(Collected data entries)

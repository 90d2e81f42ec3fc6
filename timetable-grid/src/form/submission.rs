use serde::{Deserialize, Serialize};
use tracing::info;

use crate::catalog::Catalog;
use crate::error::GridError;
use crate::schedule::{Assignment, GridStore, SlotCoordinate};

/// Assignment form as submitted by the add/edit dialog
#[derive(Debug, Clone, Default, Serialize, Deserialize)]
pub struct AssignmentForm {
    #[serde(default)]
    pub course_id: String,
    #[serde(default)]
    pub teacher_id: String,
    #[serde(default)]
    pub class_id: String,
}

/// Whether a save created a new entry or replaced one
#[derive(Debug, Clone, PartialEq, Eq, Serialize)]
#[serde(rename_all = "snake_case")]
pub enum SaveKind {
    Created,
    Updated,
}

#[derive(Debug, Clone, PartialEq, Eq, Serialize)]
pub struct SaveOutcome {
    pub kind: SaveKind,
    pub previous: Option<Assignment>,
}

/// Validates an assignment form against the catalog
pub fn validate_form(form: &AssignmentForm, catalog: &Catalog) -> Result<Assignment, String> {
    let course_id = form.course_id.trim();
    let teacher_id = form.teacher_id.trim();
    let class_id = form.class_id.trim();

    if course_id.is_empty() {
        return Err("Course selection is required".to_string());
    }
    if teacher_id.is_empty() {
        return Err("Teacher selection is required".to_string());
    }
    if class_id.is_empty() {
        return Err("Class selection is required".to_string());
    }

    if catalog.course(course_id).is_none() {
        return Err(format!("Unknown course: {}", course_id));
    }
    if catalog.teacher(teacher_id).is_none() {
        return Err(format!("Unknown teacher: {}", teacher_id));
    }
    if catalog.class(class_id).is_none() {
        return Err(format!("Unknown class: {}", class_id));
    }

    Ok(Assignment::new(course_id, teacher_id, class_id))
}

/// Writes a validated assignment into the slot, creating or replacing
pub fn save_assignment(
    store: &mut GridStore,
    coord: SlotCoordinate,
    assignment: Assignment,
) -> Result<SaveOutcome, GridError> {
    let previous = store.set(coord, assignment)?;
    let kind = if previous.is_some() { SaveKind::Updated } else { SaveKind::Created };
    info!(%coord, ?kind, "assignment saved");
    Ok(SaveOutcome { kind, previous })
}

#[cfg(test)]
mod tests {
    use super::*;
    use crate::schedule::GridDimensions;

    fn form(course: &str, teacher: &str, class: &str) -> AssignmentForm {
        AssignmentForm {
            course_id: course.to_string(),
            teacher_id: teacher.to_string(),
            class_id: class.to_string(),
        }
    }

    #[test]
    fn accepts_known_ids() {
        let catalog = Catalog::builtin();
        let assignment = validate_form(&form(" 1 ", "1", "2"), &catalog).unwrap();
        assert_eq!(assignment, Assignment::new("1", "1", "2"));
    }

    #[test]
    fn requires_every_field() {
        let catalog = Catalog::builtin();
        assert_eq!(
            validate_form(&form("", "1", "1"), &catalog).unwrap_err(),
            "Course selection is required"
        );
        assert_eq!(
            validate_form(&form("1", "  ", "1"), &catalog).unwrap_err(),
            "Teacher selection is required"
        );
        assert_eq!(
            validate_form(&form("1", "1", ""), &catalog).unwrap_err(),
            "Class selection is required"
        );
    }

    #[test]
    fn rejects_unknown_ids() {
        let catalog = Catalog::builtin();
        assert_eq!(
            validate_form(&form("42", "1", "1"), &catalog).unwrap_err(),
            "Unknown course: 42"
        );
        assert_eq!(
            validate_form(&form("1", "1", "9"), &catalog).unwrap_err(),
            "Unknown class: 9"
        );
    }

    #[test]
    fn save_reports_create_then_update() {
        let mut store = GridStore::new(GridDimensions::default());
        let coord = SlotCoordinate::new(1, 2);

        let first = save_assignment(&mut store, coord, Assignment::new("1", "1", "1")).unwrap();
        assert_eq!(first.kind, SaveKind::Created);

        let second = save_assignment(&mut store, coord, Assignment::new("2", "2", "1")).unwrap();
        assert_eq!(second.kind, SaveKind::Updated);
        assert_eq!(second.previous, Some(Assignment::new("1", "1", "1")));
        assert_eq!(store.len(), 1);
    }
}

REQUIRED WORK: Going through the records above line by line, tally those with the word "selection" and answer with the number only.

YOUR RESPONSE: 6